# Task details
Write out all the data again, exactly.
[Dataset records — start]
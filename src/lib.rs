//! iconset - Themed icon set generator
//!
//! A library for colouring SVG icon templates per interaction state,
//! rasterizing them at several sizes, listing them in a Qt resource file
//! and checking them against the stylesheet that uses them.

pub mod cli;
pub mod discovery;
pub mod error;
pub mod output;
pub mod pipeline;
pub mod qrc;
pub mod render;
pub mod swatch;
pub mod types;
pub mod validation;

pub use discovery::{discover, Config, Project};
pub use error::{IconError, Result};
pub use pipeline::{AssetFailure, AssetPipeline, RunStats};
pub use qrc::{generate_manifest, render_manifest, write_manifest};
pub use render::{colorize, expand, Colorized, Rasterizer, RenderContext, SvgRasterizer};
pub use swatch::{generate_palette_image, PaletteImage};
pub use types::{Colour, Palette, SizeSpec, State, StateColours, StateVariant, Template};
pub use validation::{reconcile, MatchMode, ReferenceExtractor, ValidationResult};
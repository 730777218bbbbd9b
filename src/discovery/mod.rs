//! Project discovery: configuration lookup and directory scanning.
//!
//! A project is a directory that may contain an `iconset.yaml`. Without one,
//! the conventional layout from [`Config::default`] applies.
//!
//! # Example
//!
//! ```ignore
//! use iconset::discovery::discover;
//!
//! let project = discover("./qdarkstyle")?;
//! println!("Templates in {}", project.config.templates.display());
//! ```

mod config;
mod scanner;

use std::path::{Path, PathBuf};

use crate::error::Result;

pub use config::{resource_dir, Config};
pub use scanner::{list_files, scan_templates, TEMPLATE_EXTENSION};

/// The name of the configuration file.
pub const CONFIG_FILENAME: &str = "iconset.yaml";

/// A discovered project.
#[derive(Debug)]
pub struct Project {
    /// The project root directory.
    pub root: PathBuf,

    /// Configuration with paths rebased onto `root`.
    pub config: Config,
}

/// Discover a project rooted at `root`.
pub fn discover(root: impl AsRef<Path>) -> Result<Project> {
    let root = root.as_ref().to_path_buf();
    let config_path = root.join(CONFIG_FILENAME);

    let config = if config_path.exists() {
        Config::load(&config_path)?
    } else {
        Config::default()
    };

    Ok(Project {
        config: config.rooted(&root),
        root,
    })
}

/// Load a project from an explicit config file; paths resolve against the
/// file's directory.
pub fn load_config(path: &Path) -> Result<Project> {
    let root = path
        .parent()
        .map(Path::to_path_buf)
        .unwrap_or_else(|| PathBuf::from("."));
    let config = Config::load(path)?.rooted(&root);

    Ok(Project {
        root,
        config,
    })
}
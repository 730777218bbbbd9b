//! Project configuration (iconset.yaml) parsing.
//!
//! Every field has a default, so an empty file (or no file at all)
//! describes the conventional layout: templates in `svg/`, icons in `rc/`.

use std::collections::HashSet;
use std::path::{Path, PathBuf};
use std::time::Duration;

use serde::{Deserialize, Serialize};

use crate::error::{IconError, Result};
use crate::types::{Palette, SizeSpec};
use crate::validation::DEFAULT_PATTERN;

/// Project configuration loaded from iconset.yaml.
#[derive(Debug, Clone, PartialEq, Serialize, Deserialize)]
#[serde(default)]
pub struct Config {
    /// Directory holding the SVG templates.
    pub templates: PathBuf,

    /// Directory the PNG icons are written to. Its basename is the
    /// resource directory stylesheets refer to (`/rc/...`).
    pub output: PathBuf,

    /// Directory for the palette swatch image.
    pub images: PathBuf,

    /// Stylesheet source scanned for icon references.
    pub stylesheet: PathBuf,

    /// Qt resource file written by `generate-manifest`.
    pub qrc: PathBuf,

    pub resource_prefix: String,
    pub style_prefix: String,

    /// Template base names that are never rendered.
    pub blacklist: Vec<String>,

    /// Builtin palette name or path to a palette YAML file.
    pub palette: String,

    /// Output sizes; the first one is the base size.
    pub sizes: Vec<SizeSpec>,

    /// Regex matching icon references in the stylesheet.
    pub reference_pattern: String,

    /// Seconds allowed for all renders of one command.
    pub render_timeout: Option<u64>,
}

impl Default for Config {
    fn default() -> Self {
        Self {
            templates: PathBuf::from("svg"),
            output: PathBuf::from("rc"),
            images: PathBuf::from("images"),
            stylesheet: PathBuf::from("_styles.scss"),
            qrc: PathBuf::from("style.qrc"),
            resource_prefix: "qss_icons".to_string(),
            style_prefix: "qdarkstyle".to_string(),
            blacklist: vec!["base_palette".to_string()],
            palette: "dark".to_string(),
            sizes: SizeSpec::defaults(),
            reference_pattern: DEFAULT_PATTERN.to_string(),
            render_timeout: None,
        }
    }
}

impl Config {
    /// Load configuration from a YAML file.
    pub fn load(path: &Path) -> Result<Self> {
        let content = std::fs::read_to_string(path).map_err(|e| IconError::Io {
            path: path.to_path_buf(),
            message: format!("Failed to read config: {}", e),
        })?;

        Self::parse(&content)
    }

    /// Parse configuration from a YAML string.
    pub fn parse(content: &str) -> Result<Self> {
        // serde_yaml rejects an empty document for a struct
        if content.trim().is_empty() {
            return Ok(Self::default());
        }

        let config: Self = serde_yaml::from_str(content).map_err(|e| IconError::Config {
            message: format!("Invalid config: {}", e),
            help: Some("Check iconset.yaml syntax".to_string()),
        })?;

        config.validate()?;
        Ok(config)
    }

    /// Check invariants serde cannot express.
    pub fn validate(&self) -> Result<()> {
        if self.sizes.is_empty() {
            return Err(IconError::Config {
                message: "No output sizes configured".to_string(),
                help: Some("Add at least one entry under `sizes:`".to_string()),
            });
        }

        let mut suffixes = HashSet::new();
        for size in &self.sizes {
            if size.size == 0 {
                return Err(IconError::Config {
                    message: format!("Size for suffix '{}' must be positive", size.suffix),
                    help: None,
                });
            }
            if !suffixes.insert(size.suffix.as_str()) {
                return Err(IconError::Config {
                    message: format!("Duplicate size suffix '{}'", size.suffix),
                    help: Some("Each size needs its own suffix so filenames stay unique".to_string()),
                });
            }
        }

        Ok(())
    }

    /// Rebase every relative path onto `root`.
    pub fn rooted(mut self, root: &Path) -> Self {
        for path in [
            &mut self.templates,
            &mut self.output,
            &mut self.images,
            &mut self.stylesheet,
            &mut self.qrc,
        ] {
            if path.is_relative() {
                *path = root.join(&*path);
            }
        }

        // A palette is either a builtin name or a path to a YAML file
        if Palette::builtin(&self.palette).is_none() && Path::new(&self.palette).is_relative() {
            self.palette = root.join(&self.palette).to_string_lossy().into_owned();
        }
        self
    }

    pub fn render_timeout(&self) -> Option<Duration> {
        self.render_timeout.map(Duration::from_secs)
    }

    /// Basename of the output directory, used in stylesheet references.
    pub fn resource_dir(&self) -> String {
        resource_dir(&self.output)
    }
}

/// Basename of an output directory, e.g. `rc` for `qdarkstyle/rc`.
pub fn resource_dir(output: &Path) -> String {
    output
        .file_name()
        .map(|n| n.to_string_lossy().into_owned())
        .unwrap_or_default()
}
[Dataset records — finish]
# Output of the exercise
filename src/lib.rs
//! iconset - Themed icon set generator
//!
//! A library for colouring SVG icon templates per interaction state,
//! rasterizing them at several sizes, listing them in a Qt resource file
//! and checking them against the stylesheet that uses them.

pub mod cli;
pub mod discovery;
pub mod error;
pub mod output;
pub mod pipeline;
pub mod qrc;
pub mod render;
pub mod swatch;
pub mod types;
pub mod validation;

pub use discovery::{discover, Config, Project};
pub use error::{IconError, Result};
pub use pipeline::{AssetFailure, AssetPipeline, RunStats};
pub use qrc::{generate_manifest, render_manifest, write_manifest};
pub use render::{colorize, expand, Colorized, Rasterizer, RenderContext, SvgRasterizer};
pub use swatch::{generate_palette_image, PaletteImage};
pub use types::{Colour, Palette, SizeSpec, State, StateColours, StateVariant, Template};
pub use validation::{reconcile, MatchMode, ReferenceExtractor, ValidationResult};
repository 730777218bbbbd9b
filename src/discovery/mod.rs
//! Project discovery: configuration lookup and directory scanning.
//!
//! A project is a directory that may contain an `iconset.yaml`. Without one,
//! the conventional layout from [`Config::default`] applies.
//!
//! # Example
//!
//! ```ignore
//! use iconset::discovery::discover;
//!
//! let project = discover("./qdarkstyle")?;
//! println!("Templates in {}", project.config.templates.display());
//! ```

mod config;
mod scanner;

use std::path::{Path, PathBuf};

use crate::error::Result;

pub use config::{resource_dir, Config};
pub use scanner::{list_files, scan_templates, TEMPLATE_EXTENSION};

/// The name of the configuration file.
pub const CONFIG_FILENAME: &str = "iconset.yaml";

/// A discovered project.
#[derive(Debug)]
pub struct Project {
    /// The project root directory.
    pub root: PathBuf,

    /// Configuration with paths rebased onto `root`.
    pub config: Config,
}

/// Discover a project rooted at `root`.
pub fn discover(root: impl AsRef<Path>) -> Result<Project> {
    let root = root.as_ref().to_path_buf();
    let config_path = root.join(CONFIG_FILENAME);

    let config = if config_path.exists() {
        Config::load(&config_path)?
    } else {
        Config::default()
    };

    Ok(Project {
        config: config.rooted(&root),
        root,
    })
}

/// Load a project from an explicit config file; paths resolve against the
/// file's directory.
pub fn load_config(path: &Path) -> Result<Project> {
    let root = path
        .parent()
        .map(Path::to_path_buf)
        .unwrap_or_else(|| PathBuf::from("."));
    let config = Config::load(path)?.rooted(&root);

    Ok(Project {
        root,
        config,
    })
}
repository 730777218bbbbd9b
//! Project configuration (iconset.yaml) parsing.
//!
//! Every field has a default, so an empty file (or no file at all)
//! describes the conventional layout: templates in `svg/`, icons in `rc/`.

use std::collections::HashSet;
use std::path::{Path, PathBuf};
use std::time::Duration;

use serde::{Deserialize, Serialize};

use crate::error::{IconError, Result};
use crate::types::{Palette, SizeSpec};
use crate::validation::DEFAULT_PATTERN;

/// Project configuration loaded from iconset.yaml.
#[derive(Debug, Clone, PartialEq, Serialize, Deserialize)]
#[serde(default)]
pub struct Config {
    /// Directory holding the SVG templates.
    pub templates: PathBuf,

    /// Directory the PNG icons are written to. Its basename is the
    /// resource directory stylesheets refer to (`/rc/...`).
    pub output: PathBuf,

    /// Directory for the palette swatch image.
    pub images: PathBuf,

    /// Stylesheet source scanned for icon references.
    pub stylesheet: PathBuf,

    /// Qt resource file written by `generate-manifest`.
    pub qrc: PathBuf,

    pub resource_prefix: String,
    pub style_prefix: String,

    /// Template base names that are never rendered.
    pub blacklist: Vec<String>,

    /// Builtin palette name or path to a palette YAML file.
    pub palette: String,

    /// Output sizes; the first one is the base size.
    pub sizes: Vec<SizeSpec>,

    /// Regex matching icon references in the stylesheet.
    pub reference_pattern: String,

    /// Seconds allowed for all renders of one command.
    pub render_timeout: Option<u64>,
}

impl Default for Config {
    fn default() -> Self {
        Self {
            templates: PathBuf::from("svg"),
            output: PathBuf::from("rc"),
            images: PathBuf::from("images"),
            stylesheet: PathBuf::from("_styles.scss"),
            qrc: PathBuf::from("style.qrc"),
            resource_prefix: "qss_icons".to_string(),
            style_prefix: "qdarkstyle".to_string(),
            blacklist: vec!["base_palette".to_string()],
            palette: "dark".to_string(),
            sizes: SizeSpec::defaults(),
            reference_pattern: DEFAULT_PATTERN.to_string(),
            render_timeout: None,
        }
    }
}

impl Config {
    /// Load configuration from a YAML file.
    pub fn load(path: &Path) -> Result<Self> {
        let content = std::fs::read_to_string(path).map_err(|e| IconError::Io {
            path: path.to_path_buf(),
            message: format!("Failed to read config: {}", e),
        })?;

        Self::parse(&content)
    }

    /// Parse configuration from a YAML string.
    pub fn parse(content: &str) -> Result<Self> {
        // serde_yaml rejects an empty document for a struct
        if content.trim().is_empty() {
            return Ok(Self::default());
        }

        let config: Self = serde_yaml::from_str(content).map_err(|e| IconError::Config {
            message: format!("Invalid config: {}", e),
            help: Some("Check iconset.yaml syntax".to_string()),
        })?;

        config.validate()?;
        Ok(config)
    }

    /// Check invariants serde cannot express.
    pub fn validate(&self) -> Result<()> {
        if self.sizes.is_empty() {
            return Err(IconError::Config {
                message: "No output sizes configured".to_string(),
                help: Some("Add at least one entry under `sizes:`".to_string()),
            });
        }

        let mut suffixes = HashSet::new();
        for size in &self.sizes {
            if size.size == 0 {
                return Err(IconError::Config {
                    message: format!("Size for suffix '{}' must be positive", size.suffix),
                    help: None,
                });
            }
            if !suffixes.insert(size.suffix.as_str()) {
                return Err(IconError::Config {
                    message: format!("Duplicate size suffix '{}'", size.suffix),
                    help: Some("Each size needs its own suffix so filenames stay unique".to_string()),
                });
            }
        }

        Ok(())
    }

    /// Rebase every relative path onto `root`.
    pub fn rooted(mut self, root: &Path) -> Self {
        for path in [
            &mut self.templates,
            &mut self.output,
            &mut self.images,
            &mut self.stylesheet,
            &mut self.qrc,
        ] {
            if path.is_relative() {
                *path = root.join(&*path);
            }
        }

        // A palette is either a builtin name or a path to a YAML file
        if Palette::builtin(&self.palette).is_none() && Path::new(&self.palette).is_relative() {
            self.palette = root.join(&self.palette).to_string_lossy().into_owned();
        }
        self
    }

    pub fn render_timeout(&self) -> Option<Duration> {
        self.render_timeout.map(Duration::from_secs)
    }

    /// Basename of the output directory, used in stylesheet references.
    pub fn resource_dir(&self) -> String {
        resource_dir(&self.output)
    }
}

/// Basename of an output directory, e.g. `rc` for `qdarkstyle/rc`.
pub fn resource_dir(output: &Path) -> String {
    output
        .file_name()
        .map(|n| n.to_string_lossy().into_owned())
        .unwrap_or_default()
}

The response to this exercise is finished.